I can't copy this properly because the Sands and McDougall 1944-5 online is 'unstable' but this is part of an ad for Amalgamated Dairies at 155 Capel which must be shortly before the time that Toppa ice cream was being made there. I don't know if Amalgamated became Toppa or Toppa bought the premises and converted it into an ice cream factory. The last mention of Amalgamated in the Age is August 1950. 

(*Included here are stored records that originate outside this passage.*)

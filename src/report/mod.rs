//! Report output for the CLI frontend.
//!
//! Writes an [`Exploration`] either as an aligned text table or as JSON.

use std::io::{self, Write};

use crate::array::ArrayMetrics;
use crate::error::{Result, XbarError};
use crate::explore::Exploration;

/// Format `value` with an SI prefix, e.g. `1.762 kΩ`.
pub fn si(value: f64, unit: &str) -> String {
    const PREFIXES: [(f64, &str); 9] = [
        (1e9, "G"),
        (1e6, "M"),
        (1e3, "k"),
        (1.0, ""),
        (1e-3, "m"),
        (1e-6, "µ"),
        (1e-9, "n"),
        (1e-12, "p"),
        (1e-15, "f"),
    ];

    if value == 0.0 || !value.is_finite() {
        return format!("{value} {unit}");
    }
    let magnitude = value.abs();
    let (scale, prefix) = PREFIXES
        .iter()
        .find(|(scale, _)| magnitude >= *scale)
        .copied()
        .unwrap_or(PREFIXES[PREFIXES.len() - 1]);
    format!("{:.3} {prefix}{unit}", value / scale)
}

fn write_metrics(out: &mut impl Write, m: &ArrayMetrics) -> io::Result<()> {
    let pair = |sc: f64, sp: f64| format!("{} / {}", si(sc, "A"), si(sp, "A"));
    let rows = [
        ("Array", format!("{} ({} bits)", m.geometry, m.geometry.capacity())),
        ("Area", format!("{:.3} µm²", m.area * 1e12)),
        ("Area per bit", format!("{:.4} µm²", m.area_per_bit * 1e12)),
        ("Write voltage", si(m.write_voltage, "V")),
        ("Read voltage", si(m.read_voltage, "V")),
        ("Read margin", format!("{:.3}", m.read_ratio)),
        ("Set time", si(m.set_time, "s")),
        ("Reset time", si(m.reset_time, "s")),
        ("Write time", si(m.write_time, "s")),
        ("Read time", si(m.read_time, "s")),
        ("Set current (SC / SP)", pair(m.set_sc_current, m.set_sp_current)),
        ("Reset current (SC / SP)", pair(m.reset_sc_current, m.reset_sp_current)),
        ("Read current (SC / SP)", pair(m.read_sc_current, m.read_sp_current)),
        ("Write energy", si(m.write_energy, "J")),
        ("Read energy", si(m.read_energy, "J")),
        ("Precharge energy", si(m.precharge_energy, "J")),
    ];
    for (label, value) in rows {
        writeln!(out, "  {label:<26}{value}")?;
    }
    Ok(())
}

fn write_text_report(out: &mut impl Write, exploration: &Exploration) -> io::Result<()> {
    writeln!(out, "Best design for {:?}", exploration.target)?;
    write_metrics(out, &exploration.best)?;
    writeln!(
        out,
        "\n{} feasible, {} discarded",
        exploration.feasible.len(),
        exploration.discarded.len()
    )?;
    for geometry in &exploration.discarded {
        writeln!(out, "  discarded {geometry}")?;
    }
    Ok(())
}

/// Write a human-readable report.
pub fn write_text(out: &mut impl Write, exploration: &Exploration) -> Result<()> {
    write_text_report(out, exploration).map_err(|source| XbarError::ReportWriteError { source })
}

/// Write the whole exploration as pretty-printed JSON.
pub fn write_json(out: &mut impl Write, exploration: &Exploration) -> Result<()> {
    serde_json::to_writer_pretty(&mut *out, exploration)
        .map_err(io::Error::from)
        .and_then(|()| writeln!(out))
        .map_err(|source| XbarError::ReportWriteError { source })
}

#[cfg(test)]
mod tests {
    use super::*;
    use crate::array::Geometry;
    use crate::explore::OptimizationTarget;

    fn exploration() -> Exploration {
        let metrics = ArrayMetrics {
            geometry: Geometry::new(512, 1024),
            area: 1.2e-9,
            area_per_bit: 2.3e-15,
            write_voltage: 5.9,
            read_voltage: 3.203,
            read_ratio: 5.001,
            set_time: 10.5e-9,
            reset_time: 11e-9,
            write_time: 11e-9,
            read_time: 1.2e-9,
            set_sc_current: 40e-6,
            set_sp_current: 10e-6,
            reset_sc_current: 39e-6,
            reset_sp_current: 12e-6,
            read_sc_current: 50e-9,
            read_sp_current: 15e-6,
            write_energy: 3e-12,
            read_energy: 4e-14,
            precharge_energy: 2e-13,
        };
        Exploration {
            target: OptimizationTarget::Density,
            best: metrics,
            feasible: vec![metrics],
            discarded: vec![Geometry::new(8192, 8192)],
        }
    }

    #[test]
    fn test_si_prefixes() {
        assert_eq!(si(1761.96, "Ω"), "1.762 kΩ");
        assert_eq!(si(10e-9, "s"), "10.000 ns");
        assert_eq!(si(-40e-6, "A"), "-40.000 µA");
        assert_eq!(si(0.0, "J"), "0 J");
    }

    #[test]
    fn test_text_report_lists_best_and_discarded() {
        let mut out = Vec::new();
        write_text(&mut out, &exploration()).unwrap();
        let text = String::from_utf8(out).unwrap();
        assert!(text.starts_with("Best design for Density"));
        assert!(text.contains("512x1024 (524288 bits)"));
        assert!(text.contains("Write time"));
        assert!(text.contains("discarded 8192x8192"));
    }

    #[test]
    fn test_json_report_round_trips_through_serde() {
        let mut out = Vec::new();
        write_json(&mut out, &exploration()).unwrap();
        let value: serde_json::Value = serde_json::from_slice(&out).unwrap();
        assert_eq!(value["target"], "density");
        assert_eq!(value["best"]["geometry"]["n_rows"], 512);
        assert_eq!(value["discarded"][0]["n_cols"], 8192);
    }
}
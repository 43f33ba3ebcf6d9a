//! Explorer configuration.
//!
//! A configuration is a JSON document with five sections:
//!
//! ```json
//! {
//!   "technology": { "feature_size": 22e-9, ... },
//!   "cell": { "hrs_resistance": 600e3, "lrs_resistance": 61224, "selector": { ... }, ... },
//!   "sweep": { "min_rows": 64, "max_rows": 1024, "min_cols": 64, "max_cols": 1024 },
//!   "read": { "target_ratio": 5.0, "disturb_factor": 1e3 },
//!   "solver": { "tolerance": 1e-6, "max_iterations": 5000 }
//! }
//! ```
//!
//! Every section except `cell` may be omitted and falls back to the
//! reference values.

use std::fs;
use std::path::Path;

use serde::{Deserialize, Serialize};

use crate::device::{Cell, CellParams, SelectorModel};
use crate::error::{Result, XbarError};
use crate::explore::OptimizationTarget;
use crate::solver::{ReadSearchConfig, SolverConfig};
use crate::tech::Technology;

/// Sweep bounds.
mod defaults {
    pub const MIN_LINE_CELLS: usize = 64;
    pub const MAX_LINE_CELLS: usize = 1024;
    /// Longest line the explorer will propose.
    pub const LINE_CELLS_LIMIT: usize = 8192;
}

pub use defaults::LINE_CELLS_LIMIT;

/// Geometry bounds of the design-space sweep. Every bound is a power of two.
#[derive(Debug, Clone, Copy, PartialEq, Eq, Serialize, Deserialize)]
#[serde(default)]
pub struct SweepConfig {
    pub min_rows: usize,
    pub max_rows: usize,
    pub min_cols: usize,
    pub max_cols: usize,
}

impl Default for SweepConfig {
    fn default() -> Self {
        Self {
            min_rows: defaults::MIN_LINE_CELLS,
            max_rows: defaults::MAX_LINE_CELLS,
            min_cols: defaults::MIN_LINE_CELLS,
            max_cols: defaults::MAX_LINE_CELLS,
        }
    }
}

impl SweepConfig {
    pub fn validate(&self) -> Result<()> {
        let bounds = [
            ("sweep.min_rows", self.min_rows),
            ("sweep.max_rows", self.max_rows),
            ("sweep.min_cols", self.min_cols),
            ("sweep.max_cols", self.max_cols),
        ];
        for (name, value) in bounds {
            if !value.is_power_of_two() || value > LINE_CELLS_LIMIT {
                return Err(XbarError::configuration(
                    name,
                    format!("must be a power of two up to {LINE_CELLS_LIMIT}, got {value}"),
                ));
            }
        }
        if self.min_rows > self.max_rows {
            return Err(XbarError::configuration(
                "sweep.min_rows",
                format!("{} exceeds max_rows {}", self.min_rows, self.max_rows),
            ));
        }
        if self.min_cols > self.max_cols {
            return Err(XbarError::configuration(
                "sweep.min_cols",
                format!("{} exceeds max_cols {}", self.min_cols, self.max_cols),
            ));
        }
        Ok(())
    }
}

/// Everything the explorer needs.
#[derive(Debug, Clone, PartialEq, Serialize, Deserialize)]
pub struct ExplorerConfig {
    #[serde(default)]
    pub technology: Technology,
    pub cell: CellParams,
    #[serde(default)]
    pub sweep: SweepConfig,
    #[serde(default)]
    pub read: ReadSearchConfig,
    #[serde(default)]
    pub solver: SolverConfig,
    #[serde(default)]
    pub target: OptimizationTarget,
}

impl ExplorerConfig {
    /// Reference process, semi-ideal reference cell and default sweep.
    pub fn reference() -> Self {
        Self {
            technology: Technology::reference(),
            cell: reference_cell(),
            sweep: SweepConfig::default(),
            read: ReadSearchConfig::default(),
            solver: SolverConfig::default(),
            target: OptimizationTarget::default(),
        }
    }

    /// Check every section.
    pub fn validate(&self) -> Result<()> {
        self.technology.validate()?;
        if self.cell.selector.is_none() {
            return Err(XbarError::configuration("cell.selector", "a selector model is required"));
        }
        Cell::new(self.cell.clone())?;
        self.sweep.validate()?;
        self.read.validate()?;
        self.solver.validate()?;
        Ok(())
    }

    /// Parse and validate a JSON document.
    pub fn from_json(json: &str, origin: &str) -> Result<Self> {
        let config: ExplorerConfig =
            serde_json::from_str(json).map_err(|source| XbarError::ConfigParseError {
                path: origin.to_string(),
                source,
            })?;
        config.validate()?;
        Ok(config)
    }
}

/// Load and validate a JSON configuration file.
pub fn load(path: impl AsRef<Path>) -> Result<ExplorerConfig> {
    let path = path.as_ref();
    let display = path.display().to_string();
    let json = fs::read_to_string(path).map_err(|source| XbarError::FileReadError {
        path: display.clone(),
        source,
    })?;
    ExplorerConfig::from_json(&json, &display)
}

/// Semi-ideal reference cell: 600 kΩ / 61224 Ω behind a 3.2 V threshold
/// selector.
pub fn reference_cell() -> CellParams {
    CellParams {
        hrs_resistance: 600e3,
        lrs_resistance: 61224.0,
        selector: Some(SelectorModel::SemiIdeal {
            snap_voltage: 3.2,
            leakage_current: 10e-9,
            max_current: 40e-6,
        }),
        max_current_relative_error: 1e-6,
        set_voltage: 5.7,
        reset_voltage: 5.2,
        read_voltage: 3.5,
        set_time: 10e-9,
        reset_time: 10e-9,
        switching_voltage_per_decade: 0.3,
        set_compliance_current: None,
        cell_area_f2: 4.0,
    }
}

#[cfg(test)]
mod tests {
    use super::*;

    #[test]
    fn test_reference_is_valid() {
        assert!(ExplorerConfig::reference().validate().is_ok());
    }

    #[test]
    fn test_sections_fall_back_to_reference() {
        let json = r#"{
            "cell": {
                "hrs_resistance": 600e3,
                "lrs_resistance": 61224,
                "selector": {"type": "semi_ideal", "snap_voltage": 3.2,
                             "leakage_current": 1e-8, "max_current": 4e-5},
                "set_voltage": 5.7,
                "reset_voltage": 5.2,
                "read_voltage": 3.5,
                "set_time": 1e-8,
                "reset_time": 1e-8
            },
            "technology": {"feature_size": 32e-9},
            "sweep": {"max_rows": 256}
        }"#;
        let config = ExplorerConfig::from_json(json, "inline").unwrap();
        assert_eq!(config.technology.feature_size, 32e-9);
        assert_eq!(config.technology.breakdown_voltage, 3.0);
        assert_eq!(config.sweep.max_rows, 256);
        assert_eq!(config.sweep.max_cols, 1024);
        assert_eq!(config.solver, SolverConfig::default());
        assert_eq!(config.cell.switching_voltage_per_decade, 0.3);
        assert_eq!(config.target, OptimizationTarget::Density);
    }

    #[test]
    fn test_tabulated_selector_from_json() {
        let json = r#"{
            "cell": {
                "hrs_resistance": 600e3,
                "lrs_resistance": 61224,
                "selector": {"type": "tabulated", "voltages": [0, 1, 2], "currents": [0, 1e-9, 1e-6]},
                "set_voltage": 5.7, "reset_voltage": 5.2, "read_voltage": 3.5,
                "set_time": 1e-8, "reset_time": 1e-8
            }
        }"#;
        assert!(ExplorerConfig::from_json(json, "inline").is_ok());

        let bad = json.replace("[0, 1, 2]", "[0, 2, 1]");
        assert!(matches!(
            ExplorerConfig::from_json(&bad, "inline"),
            Err(XbarError::DomainInvariantViolation { .. })
        ));
    }

    #[test]
    fn test_rejects_bad_sweep() {
        let mut config = ExplorerConfig::reference();
        config.sweep.max_rows = 1000;
        assert!(matches!(
            config.validate(),
            Err(XbarError::ConfigurationError { parameter, .. }) if parameter == "sweep.max_rows"
        ));

        let mut config = ExplorerConfig::reference();
        config.sweep.min_cols = 2048;
        assert!(config.validate().is_err());

        let mut config = ExplorerConfig::reference();
        config.sweep.max_cols = 16384;
        assert!(config.validate().is_err());
    }

    #[test]
    fn test_requires_selector() {
        let mut config = ExplorerConfig::reference();
        config.cell.selector = None;
        assert!(matches!(
            config.validate(),
            Err(XbarError::ConfigurationError { parameter, .. }) if parameter == "cell.selector"
        ));
    }

    #[test]
    fn test_load_reports_missing_file_and_bad_json() {
        assert!(matches!(
            load("/nonexistent/xbar.json"),
            Err(XbarError::FileReadError { .. })
        ));
        assert!(matches!(
            ExplorerConfig::from_json("{ not json", "inline"),
            Err(XbarError::ConfigParseError { .. })
        ));
    }
}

Here's another ad from approx the same time:

Melbourne Age 19 March 1943 p. 2

The above is from the Brisbane Telegraph 2 July 1953, p. 23. It doesn't tell us much but it doesn't negate anything we already know. Then there's this, from the Hobart Mercury 3 April 1954 p. 38:


Below is an ad from 1954, wherein the premises now houses a sinister-sounding org called 'Business Investments' and is selling off Amalgamated Dairies-adjacent (or perhaps some other similar company recently bought-adjacent) properties:
Melbourne Age 5 June 1954 p. 21
 Similar situation from May the same year:
Melbourne Age 27 May 1954 p. 20

Another ad, from 8 April 1954 p. 11 says that Business Investments is 'a subsidiary of Toppa Holdings'. Business Investments Pty Ltd - find me a more generic name - has fewer than twenty ads in the Age in the 1950s, and seems to have existed only to sell milk bars, which were surely owned by Amalgamated Dairies at an earlier stage and which needed jettisoning as the business switched, which seems to suggest (I'm talking myself round here) that yes, Amalgamated Dairies either converted to Toppa, or was bought by Toppa and its component parts sold off. I'd need to know more about the history of dairy distribution in Melbourne in the immediate postwar period I guess. But we are way before the period of dairy consolidation in the city - that didn't take place until, I think, the 80s. Those times when you'd go to another suburb and they'd have completely different packaging on their milk cartons! We were provincial AF back then...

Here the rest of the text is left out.